案内された席でメニューを見ながら高瀬さんが言う。


「ちょっ………サラッと言ってますけど、ちゃんと値段見てます?」

「うん、見てるよ」

「メチャメチャ高いじゃないですか!」


私の目が悪いのか、メニューに記載された数字がおかしく見える。

チェーンの焼肉屋の倍近くしているんじゃないかと。


「だから本格的なの食いに来たんだって。ここのは旨いよ。気軽には来れないけど」


不親切な事に、メニューには写真は載っていない。

一体どんな高級お肉を取り扱われているのやら……


「わ、私………ライスのみで良いです…」

「は?何で?折角来たのに」

「だって高いじゃないですか。いくらパチンコで得たお金でも、悪いし…」


この店の値段設定に完全にビビった。


「遠慮しないでよ。
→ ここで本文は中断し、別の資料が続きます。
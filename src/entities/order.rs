use async_trait::async_trait;
use chrono::{DateTime, Utc};
use rust_decimal::Decimal;
use sea_orm::entity::prelude::*;
use serde::{Deserialize, Serialize};
use uuid::Uuid;
use validator::Validate;

#[derive(Clone, Debug, PartialEq, Eq, DeriveEntityModel, Serialize, Deserialize, Validate)]
#[sea_orm(table_name = "orders")]
pub struct Model {
    #[sea_orm(primary_key, auto_increment = false)]
    pub id: Uuid,

    #[validate(length(
        min = 1,
        max = 50,
        message = "Order number must be between 1 and 50 characters"
    ))]
    #[sea_orm(unique)]
    pub order_number: String,

    pub sales_person_id: Uuid,

    #[validate(length(min = 1, max = 120, message = "Customer name is required"))]
    pub customer_name: String,

    pub customer_phone: Option<String>,
    pub customer_address: Option<String>,
    pub delivery_area: Option<String>,

    /// pending | processing | delivered | cancelled
    pub status: String,

    /// Sum of all item total prices, computed server-side
    pub total_value: Decimal,

    pub order_date: DateTime<Utc>,
    pub delivery_date: Option<DateTime<Utc>>,
    pub notes: Option<String>,
    pub created_at: DateTime<Utc>,
    pub updated_at: Option<DateTime<Utc>>,
}

#[derive(Copy, Clone, Debug, EnumIter, DeriveRelation)]
pub enum Relation {
    #[sea_orm(has_many = "super::order_item::Entity")]
    OrderItems,
    #[sea_orm(
        belongs_to = "super::user::Entity",
        from = "Column::SalesPersonId",
        to = "super::user::Column::Id"
    )]
    SalesPerson,
}

impl Related<super::order_item::Entity> for Entity {
    fn to() -> RelationDef {
        Relation::OrderItems.def()
    }
}

impl Related<super::user::Entity> for Entity {
    fn to() -> RelationDef {
        Relation::SalesPerson.def()
    }
}

#[async_trait]
impl ActiveModelBehavior for ActiveModel {
    async fn before_save<C: ConnectionTrait>(self, _db: &C, insert: bool) -> Result<Self, DbErr>
    where
        C: ConnectionTrait,
    {
        let mut active_model = self;
        let now = chrono::Utc::now();
        if insert {
            if active_model.created_at.is_not_set() {
                active_model.created_at = sea_orm::Set(now);
            }
        } else {
            active_model.updated_at = sea_orm::Set(Some(now));
        }
        Ok(active_model)
    }
}
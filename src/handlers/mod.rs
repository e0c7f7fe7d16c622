pub mod auth;
pub mod common;
pub mod customers;
pub mod inventory;
pub mod orders;
pub mod products;
pub mod reports;
pub mod users;

use rust_decimal::Decimal;
use std::sync::Arc;

use crate::config::AppConfig;
use crate::db::DbPool;

// Re-export AppState so handler modules can import it as crate::handlers::AppState
pub use crate::AppState;

/// Services layer that encapsulates business logic used by HTTP handlers
#[derive(Clone)]
pub struct AppServices {
    pub users: Arc<crate::services::UserService>,
    pub products: Arc<crate::services::ProductService>,
    pub customers: Arc<crate::services::CustomerService>,
    pub orders: Arc<crate::services::OrderService>,
    pub inventory: Arc<crate::services::InventoryService>,
    pub reports: Arc<crate::services::ReportService>,
    pub auth: Arc<crate::auth::AuthService>,
}

impl AppServices {
    pub fn new(
        db_pool: Arc<DbPool>,
        config: &AppConfig,
        auth_service: Arc<crate::auth::AuthService>,
    ) -> Self {
        let default_page = u64::from(config.api_default_page_size);
        let max_page = u64::from(config.api_max_page_size);
        let monthly_target =
            Decimal::from_f64_retain(config.monthly_sales_target).unwrap_or(Decimal::ZERO);

        Self {
            users: Arc::new(crate::services::UserService::new(
                db_pool.clone(),
                default_page,
                max_page,
            )),
            products: Arc::new(crate::services::ProductService::new(
                db_pool.clone(),
                default_page,
                max_page,
            )),
            customers: Arc::new(crate::services::CustomerService::new(
                db_pool.clone(),
                default_page,
                max_page,
            )),
            orders: Arc::new(crate::services::OrderService::new(
                db_pool.clone(),
                default_page,
                max_page,
            )),
            inventory: Arc::new(crate::services::InventoryService::new(db_pool.clone())),
            reports: Arc::new(crate::services::ReportService::new(
                db_pool,
                monthly_target,
            )),
            auth: auth_service,
        }
    }
}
さっきの意気込みはどこいったの?」


ビビる私を面白がっているのか、高瀬さんが意地悪く言う。


「俺の財布空にしなくていいの?」

「だからといって、こんな高いの……」


肉を口にする前から罪悪感が犇々と。


「なら、こっちでテキトーに頼むから」


怖じ気付く私を見かねて、高瀬さんが店員を呼びつける。

ちょっとイラッとされたっぽい。

そして、メニューに記載されている中からテキトーに見繕って注文した。



「…………凛ちゃんを誘えば喜んだと思いますよ」

「楠木?どうして?」


肉の値段に対して罪悪感を抱くなら、凛ちゃんに対する罪悪感も相当なものだ。

肉につられてのこのこやって来たけど、凛ちゃん激怒ものだ、この状況。


『アンタ馬鹿過ぎ!信じらんないし!どうしてアンタが高瀬と?!』


なんて吠える様が容易に想像出来る。


「また怒られちゃうなぁ……」


頭を抱えながら、テーブルに突っ伏した。